**WORK ORDER:**
Could you filter the data below down to the lines that hold the word "PathBuf"?

(Stored items)
//! Native command line front-end.

#[cfg(not(target_arch = "wasm32"))]
mod cli {
    use std::path::PathBuf;
    use std::process::ExitCode;

    use captioner::model::{BoundingRect, PointerEvent};
    use captioner::surface::RasterBackend;
    use captioner::surface::font::load_font;
    use captioner::{
        AppConfig, DirectorySink, Editor, FileStorage, LogLevel, Message, SelectedFile, session,
    };
    use clap::{Args, Parser, Subcommand};

    #[derive(Parser, Debug)]
    #[command(
        name = "captioner",
        version,
        about = "Caption an image with draggable text and export it as PNG"
    )]
    struct Cli {
        /// Configuration file (default: platform config directory)
        #[arg(long, global = true)]
        config: Option<PathBuf>,

        /// Storage file holding the uploaded image
        #[arg(long, global = true)]
        storage: Option<PathBuf>,

        /// Log level: error, warn, info, debug or trace
        #[arg(long, global = true)]
        log_level: Option<String>,

        #[command(subcommand)]
        command: Commands,
    }

    #[derive(Subcommand, Debug)]
    enum Commands {
        /// Upload an image; opens a file picker when no path is given
        Upload {
            /// Image files; only the first PNG or JPEG is used
            files: Vec<PathBuf>,
        },
        /// Show the stored image and session state
        Status,
        /// Forget the stored image
        Clear,
        /// Caption the stored image and write result_image.png
        Export(ExportArgs),
        /// Read editing commands from stdin or a script file
        Session {
            /// Script file instead of stdin
            #[arg(long)]
            script: Option<PathBuf>,
        },
        /// Inspect or create the configuration file
        #[command(subcommand)]
        Config(ConfigCommand),
    }

    #[derive(Args, Debug)]
    struct ExportArgs {
        /// Caption text
        #[arg(long, default_value = "")]
        text: String,
        /// Font size in pixels
        #[arg(long, default_value_t = captioner::constants::DEFAULT_FONT_SIZE_PX, allow_negative_numbers = true)]
        size: i32,
        /// Left edge of the text, pixels from the image's left
        #[arg(long, default_value_t = 0.0, allow_negative_numbers = true)]
        x: f32,
        /// Top edge of the text box, pixels from the image's top
        #[arg(long, default_value_t = 0.0, allow_negative_numbers = true)]
        y: f32,
        /// Output directory (default: from config, else the working directory)
        #[arg(long)]
        out: Option<PathBuf>,
    }

    #[derive(Subcommand, Debug)]
    enum ConfigCommand {
        /// Print the effective configuration
        Show,
        /// Write a default configuration file
        Init {
            /// Overwrite an existing file
            #[arg(long)]
            force: bool,
        },
    }

    fn load_config(path: Option<&PathBuf>) -> Result<AppConfig, String> {
        match path {
            Some(path) => AppConfig::load(path).map_err(|e| format!("{:?}: {}", path, e)),
            None => Ok(AppConfig::load_from_default_path().unwrap_or_default()),
        }
    }

    fn init_logging(cli: &Cli, config: &AppConfig) -> Result<(), String> {
        let level = match cli.log_level.as_deref() {
            Some(name) => {
                LogLevel::from_name(name).ok_or_else(|| format!("Unknown log level '{}'", name))?
            }
            None => config.preferences.log_level,
        };
        env_logger::Builder::new()
            .filter_level(level.to_level_filter())
            .parse_default_env()
            .init();
        Ok(())
    }

    fn open_editor(cli: &Cli, config: &AppConfig, out: Option<PathBuf>) -> Result<Editor, String> {
        let storage_path = cli
            .storage
            .clone()
            .or_else(|| config.preferences.storage_path().map(PathBuf::from))
            .or_else(FileStorage::default_path)
            .ok_or("Could not determine a storage location; pass --storage")?;
        let storage = FileStorage::open(&storage_path)
            .map_err(|e| format!("{:?}: {}", storage_path, e))?;
        log::debug!("Using storage {:?}", storage.path());

        let font = load_font(config.preferences.font_path());
        let backend = RasterBackend::new(font, config.preferences.text_color);
        let sink = DirectorySink::new(out.unwrap_or_else(|| config.preferences.output_dir()));

        Ok(Editor::new(
            Box::new(storage),
            Box::new(backend),
            Box::new(sink),
            &config.preferences.font_family,
        ))
    }

    fn pick_files() -> Vec<PathBuf> {
        rfd::FileDialog::new()
            .add_filter("Images", &["png", "jpg", "jpeg"])
            .set_title("Upload Image")
            .pick_files()
            .unwrap_or_default()
    }

    fn upload(editor: &mut Editor, files: Vec<PathBuf>) -> Result<(), String> {
        let files = if files.is_empty() { pick_files() } else { files };
        if files.is_empty() {
            println!("No file selected");
            return Ok(());
        }

        let selected = files.iter().map(SelectedFile::from_path).collect();
        if editor.select_files(selected) == 0 {
            return Err("No PNG or JPEG image among the selected files".to_string());
        }
        match editor.confirm_upload().map_err(|e| e.to_string())? {
            Some(image) => println!(
                "Uploaded {} ({} byte data URL)",
                image.mime().as_str(),
                image.data_url().len()
            ),
            None => println!("Nothing uploaded"),
        }
        Ok(())
    }

    fn export(editor: &mut Editor, args: &ExportArgs) -> Result<(), String> {
        let messages = [
            Message::AddText,
            Message::TextChanged(args.text.clone()),
            Message::FontSizeChanged(args.size),
            Message::FinishEditing,
            Message::DragStarted {
                pointer: PointerEvent::new(args.x, args.y),
                element: BoundingRect::default(),
            },
            Message::DragEnded,
        ];
        for message in messages {
            editor.update(message).map_err(|e| e.to_string())?;
        }

        let (artifact, location) = editor.export().map_err(|e| e.to_string())?;
        println!(
            "Exported {}x{} image to {}",
            artifact.width, artifact.height, location
        );
        Ok(())
    }

    fn config_command(cli: &Cli, config: &AppConfig, command: &ConfigCommand) -> Result<(), String> {
        match command {
            ConfigCommand::Show => {
                let json = config.to_json().map_err(|e| e.to_string())?;
                println!("{}", json);
            }
            ConfigCommand::Init { force } => {
                let path = cli
                    .config
                    .clone()
                    .or_else(AppConfig::default_path)
                    .ok_or("Could not determine config directory")?;
                if path.exists() && !force {
                    return Err(format!("{:?} exists; use --force to overwrite", path));
                }
                AppConfig::new().save(&path).map_err(|e| e.to_string())?;
                println!("Wrote {}", path.display());
            }
        }
        Ok(())
    }

    fn execute(cli: &Cli, config: &AppConfig) -> Result<bool, String> {
        match &cli.command {
            Commands::Config(command) => config_command(cli, config, command)?,
            Commands::Upload { files } => {
                let mut editor = open_editor(cli, config, None)?;
                upload(&mut editor, files.clone())?;
            }
            Commands::Status => {
                let editor = open_editor(cli, config, None)?;
                println!("{}", session::status_report(&editor));
            }
            Commands::Clear => {
                let mut editor = open_editor(cli, config, None)?;
                editor.clear_image().map_err(|e| e.to_string())?;
                println!("Cleared stored image");
            }
            Commands::Export(args) => {
                let mut editor = open_editor(cli, config, args.out.clone())?;
                export(&mut editor, args)?;
            }
            Commands::Session { script } => {
                let mut editor = open_editor(cli, config, None)?;
                let stdout = std::io::stdout();
                let failures = match script {
                    Some(path) => {
                        let file = std::fs::File::open(path)
                            .map_err(|e| format!("{:?}: {}", path, e))?;
                        session::run(&mut editor, std::io::BufReader::new(file), stdout.lock())
                    }
                    None => session::run(&mut editor, std::io::stdin().lock(), stdout.lock()),
                }
                .map_err(|e| e.to_string())?;
                return Ok(failures == 0);
            }
        }
        Ok(true)
    }

    pub fn main() -> ExitCode {
        let cli = Cli::parse();

        let config = match load_config(cli.config.as_ref()) {
            Ok(config) => config,
            Err(e) => {
                eprintln!("Failed to load configuration: {}", e);
                return ExitCode::FAILURE;
            }
        };
        if let Err(e) = init_logging(&cli, &config) {
            eprintln!("{}", e);
            return ExitCode::FAILURE;
        }

        match execute(&cli, &config) {
            Ok(true) => ExitCode::SUCCESS,
            Ok(false) => ExitCode::FAILURE,
            Err(e) => {
                eprintln!("Error: {}", e);
                ExitCode::FAILURE
            }
        }
    }
}

#[cfg(not(target_arch = "wasm32"))]
fn main() -> std::process::ExitCode {
    cli::main()
}

// WASM doesn't use main(), it uses wasm_bindgen's start function
#[cfg(target_arch = "wasm32")]
fn main() {}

**ANSWER FOR THE TASK:**
    use std::path::PathBuf;
        config: Option<PathBuf>,
        storage: Option<PathBuf>,
            files: Vec<PathBuf>,
            script: Option<PathBuf>,
        out: Option<PathBuf>,
    fn load_config(path: Option<&PathBuf>) -> Result<AppConfig, String> {
    fn open_editor(cli: &Cli, config: &AppConfig, out: Option<PathBuf>) -> Result<Editor, String> {
            .or_else(|| config.preferences.storage_path().map(PathBuf::from))
    fn pick_files() -> Vec<PathBuf> {
    fn upload(editor: &mut Editor, files: Vec<PathBuf>) -> Result<(), String> {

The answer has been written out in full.